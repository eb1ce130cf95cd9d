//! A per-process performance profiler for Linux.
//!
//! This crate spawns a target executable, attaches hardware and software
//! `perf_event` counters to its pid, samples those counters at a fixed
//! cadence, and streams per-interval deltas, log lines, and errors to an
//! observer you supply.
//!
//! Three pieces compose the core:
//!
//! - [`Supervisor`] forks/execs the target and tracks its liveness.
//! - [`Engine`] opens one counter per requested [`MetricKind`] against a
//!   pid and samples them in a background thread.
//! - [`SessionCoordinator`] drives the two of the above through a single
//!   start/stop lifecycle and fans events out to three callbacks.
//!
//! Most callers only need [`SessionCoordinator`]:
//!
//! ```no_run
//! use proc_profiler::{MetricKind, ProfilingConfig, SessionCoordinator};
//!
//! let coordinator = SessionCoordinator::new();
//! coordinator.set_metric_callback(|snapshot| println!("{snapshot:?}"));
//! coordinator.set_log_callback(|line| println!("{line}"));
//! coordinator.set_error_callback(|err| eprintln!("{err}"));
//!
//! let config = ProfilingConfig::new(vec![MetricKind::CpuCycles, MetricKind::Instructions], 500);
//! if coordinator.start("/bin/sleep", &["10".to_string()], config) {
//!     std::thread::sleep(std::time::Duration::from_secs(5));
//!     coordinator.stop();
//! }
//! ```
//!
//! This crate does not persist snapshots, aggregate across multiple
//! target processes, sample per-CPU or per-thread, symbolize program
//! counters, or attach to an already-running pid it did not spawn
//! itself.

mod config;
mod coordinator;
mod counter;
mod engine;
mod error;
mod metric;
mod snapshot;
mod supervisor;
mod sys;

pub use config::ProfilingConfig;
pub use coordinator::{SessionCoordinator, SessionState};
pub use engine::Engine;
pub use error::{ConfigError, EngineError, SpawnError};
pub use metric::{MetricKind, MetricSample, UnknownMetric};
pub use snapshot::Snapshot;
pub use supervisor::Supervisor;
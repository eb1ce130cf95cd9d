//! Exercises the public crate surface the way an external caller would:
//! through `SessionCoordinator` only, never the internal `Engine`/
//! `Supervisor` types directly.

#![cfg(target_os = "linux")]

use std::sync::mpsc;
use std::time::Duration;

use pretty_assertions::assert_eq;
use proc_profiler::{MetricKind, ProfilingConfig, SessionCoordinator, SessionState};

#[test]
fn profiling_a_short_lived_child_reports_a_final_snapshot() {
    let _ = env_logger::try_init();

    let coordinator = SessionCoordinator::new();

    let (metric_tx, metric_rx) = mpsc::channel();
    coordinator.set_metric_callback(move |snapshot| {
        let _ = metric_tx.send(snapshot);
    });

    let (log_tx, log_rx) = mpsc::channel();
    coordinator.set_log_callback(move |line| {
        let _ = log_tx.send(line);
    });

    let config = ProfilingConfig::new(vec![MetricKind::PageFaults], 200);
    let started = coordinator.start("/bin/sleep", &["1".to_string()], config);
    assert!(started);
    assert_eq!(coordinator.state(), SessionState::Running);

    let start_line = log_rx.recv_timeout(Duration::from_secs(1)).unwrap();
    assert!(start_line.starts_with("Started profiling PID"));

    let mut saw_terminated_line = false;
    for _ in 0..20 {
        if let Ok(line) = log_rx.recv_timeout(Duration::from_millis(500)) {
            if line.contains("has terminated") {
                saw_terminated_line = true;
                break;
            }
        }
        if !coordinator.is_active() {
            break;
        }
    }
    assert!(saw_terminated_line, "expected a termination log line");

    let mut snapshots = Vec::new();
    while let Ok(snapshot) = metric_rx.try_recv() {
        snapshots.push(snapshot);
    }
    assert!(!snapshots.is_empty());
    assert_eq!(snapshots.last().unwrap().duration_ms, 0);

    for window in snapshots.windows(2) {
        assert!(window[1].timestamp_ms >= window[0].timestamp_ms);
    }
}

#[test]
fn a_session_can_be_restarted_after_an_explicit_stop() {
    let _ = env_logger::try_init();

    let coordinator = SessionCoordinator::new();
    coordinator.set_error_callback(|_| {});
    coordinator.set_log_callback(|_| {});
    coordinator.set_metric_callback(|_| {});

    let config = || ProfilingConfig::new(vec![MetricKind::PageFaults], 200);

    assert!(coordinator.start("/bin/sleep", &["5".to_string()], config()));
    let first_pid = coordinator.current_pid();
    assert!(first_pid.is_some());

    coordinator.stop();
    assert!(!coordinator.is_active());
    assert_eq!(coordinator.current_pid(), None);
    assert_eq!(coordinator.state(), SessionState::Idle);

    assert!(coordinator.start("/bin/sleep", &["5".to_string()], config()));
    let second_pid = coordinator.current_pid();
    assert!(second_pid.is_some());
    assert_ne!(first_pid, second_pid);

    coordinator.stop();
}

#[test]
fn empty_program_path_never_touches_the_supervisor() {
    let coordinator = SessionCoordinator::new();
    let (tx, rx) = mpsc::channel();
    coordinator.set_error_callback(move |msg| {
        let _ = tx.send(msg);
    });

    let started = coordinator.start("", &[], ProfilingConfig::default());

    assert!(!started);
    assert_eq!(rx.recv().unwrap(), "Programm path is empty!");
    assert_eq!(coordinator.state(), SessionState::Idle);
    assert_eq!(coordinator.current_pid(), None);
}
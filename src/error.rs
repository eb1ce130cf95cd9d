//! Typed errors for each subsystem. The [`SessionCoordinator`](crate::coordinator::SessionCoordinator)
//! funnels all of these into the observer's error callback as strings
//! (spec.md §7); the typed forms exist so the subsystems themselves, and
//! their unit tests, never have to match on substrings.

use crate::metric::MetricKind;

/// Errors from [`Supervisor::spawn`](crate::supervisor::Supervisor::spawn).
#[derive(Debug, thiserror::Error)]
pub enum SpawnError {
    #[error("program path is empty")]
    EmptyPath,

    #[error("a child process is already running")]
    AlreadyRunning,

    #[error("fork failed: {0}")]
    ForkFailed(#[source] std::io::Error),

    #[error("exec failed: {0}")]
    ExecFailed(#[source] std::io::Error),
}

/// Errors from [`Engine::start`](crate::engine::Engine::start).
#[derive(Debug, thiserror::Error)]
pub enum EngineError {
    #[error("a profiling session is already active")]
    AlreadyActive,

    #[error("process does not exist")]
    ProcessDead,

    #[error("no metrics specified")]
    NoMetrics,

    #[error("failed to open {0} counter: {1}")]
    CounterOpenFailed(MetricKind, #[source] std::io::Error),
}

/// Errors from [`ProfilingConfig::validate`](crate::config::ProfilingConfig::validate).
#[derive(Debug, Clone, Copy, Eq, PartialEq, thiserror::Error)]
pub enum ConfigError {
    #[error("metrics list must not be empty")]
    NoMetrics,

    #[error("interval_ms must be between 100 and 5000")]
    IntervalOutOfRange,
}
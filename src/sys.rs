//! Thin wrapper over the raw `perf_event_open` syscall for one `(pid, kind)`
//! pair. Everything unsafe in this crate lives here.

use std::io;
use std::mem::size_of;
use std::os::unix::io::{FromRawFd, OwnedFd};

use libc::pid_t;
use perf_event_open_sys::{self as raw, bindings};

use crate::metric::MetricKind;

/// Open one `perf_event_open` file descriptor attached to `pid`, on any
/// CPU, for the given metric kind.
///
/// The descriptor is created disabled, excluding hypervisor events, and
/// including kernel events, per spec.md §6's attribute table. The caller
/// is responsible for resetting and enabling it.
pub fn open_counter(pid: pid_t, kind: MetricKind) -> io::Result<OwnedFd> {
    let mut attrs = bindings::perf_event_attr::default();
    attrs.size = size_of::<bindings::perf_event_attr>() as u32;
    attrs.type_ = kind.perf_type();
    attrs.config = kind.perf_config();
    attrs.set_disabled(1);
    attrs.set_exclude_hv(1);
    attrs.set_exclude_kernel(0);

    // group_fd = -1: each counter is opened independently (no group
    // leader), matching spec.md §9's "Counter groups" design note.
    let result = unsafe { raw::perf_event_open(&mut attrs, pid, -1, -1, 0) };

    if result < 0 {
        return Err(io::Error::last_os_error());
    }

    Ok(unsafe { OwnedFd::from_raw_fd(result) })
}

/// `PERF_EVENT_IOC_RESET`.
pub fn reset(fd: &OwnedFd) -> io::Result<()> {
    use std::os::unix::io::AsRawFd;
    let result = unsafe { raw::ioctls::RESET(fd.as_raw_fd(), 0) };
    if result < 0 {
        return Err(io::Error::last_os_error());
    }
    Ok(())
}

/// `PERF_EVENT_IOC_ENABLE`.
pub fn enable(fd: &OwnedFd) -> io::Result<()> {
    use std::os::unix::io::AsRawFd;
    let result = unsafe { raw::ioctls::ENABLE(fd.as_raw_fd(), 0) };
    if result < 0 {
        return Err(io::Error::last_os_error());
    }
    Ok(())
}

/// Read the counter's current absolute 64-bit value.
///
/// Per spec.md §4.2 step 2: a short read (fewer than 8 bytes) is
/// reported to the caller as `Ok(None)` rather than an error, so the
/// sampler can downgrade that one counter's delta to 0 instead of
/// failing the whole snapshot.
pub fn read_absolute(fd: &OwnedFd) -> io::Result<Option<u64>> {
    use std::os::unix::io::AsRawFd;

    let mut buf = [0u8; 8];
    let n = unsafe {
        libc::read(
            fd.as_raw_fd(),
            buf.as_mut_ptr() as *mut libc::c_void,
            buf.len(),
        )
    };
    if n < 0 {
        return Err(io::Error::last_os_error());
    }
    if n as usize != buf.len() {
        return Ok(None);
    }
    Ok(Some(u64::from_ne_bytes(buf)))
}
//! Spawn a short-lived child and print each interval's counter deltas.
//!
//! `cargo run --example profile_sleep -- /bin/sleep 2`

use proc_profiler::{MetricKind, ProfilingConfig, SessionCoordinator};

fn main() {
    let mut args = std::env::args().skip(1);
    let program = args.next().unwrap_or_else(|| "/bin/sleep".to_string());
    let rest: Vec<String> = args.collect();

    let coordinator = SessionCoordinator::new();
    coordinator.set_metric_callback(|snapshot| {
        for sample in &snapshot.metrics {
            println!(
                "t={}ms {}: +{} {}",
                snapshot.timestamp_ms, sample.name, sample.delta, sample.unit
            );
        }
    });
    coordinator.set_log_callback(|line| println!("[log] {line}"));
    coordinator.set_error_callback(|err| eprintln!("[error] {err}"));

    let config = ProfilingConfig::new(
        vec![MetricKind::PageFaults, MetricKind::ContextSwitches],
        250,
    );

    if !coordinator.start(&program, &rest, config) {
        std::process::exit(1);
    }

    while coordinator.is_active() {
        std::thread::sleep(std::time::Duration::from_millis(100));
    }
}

· · ·

# Exercise prompt:
Look over the material above and report each line holding "attrs".

# Answer to the problem:
    let mut attrs = bindings::perf_event_attr::default();
    attrs.size = size_of::<bindings::perf_event_attr>() as u32;
    attrs.type_ = kind.perf_type();
    attrs.config = kind.perf_config();
    attrs.set_disabled(1);
    attrs.set_exclude_hv(1);
    attrs.set_exclude_kernel(0);
    let result = unsafe { raw::perf_event_open(&mut attrs, pid, -1, -1, 0) };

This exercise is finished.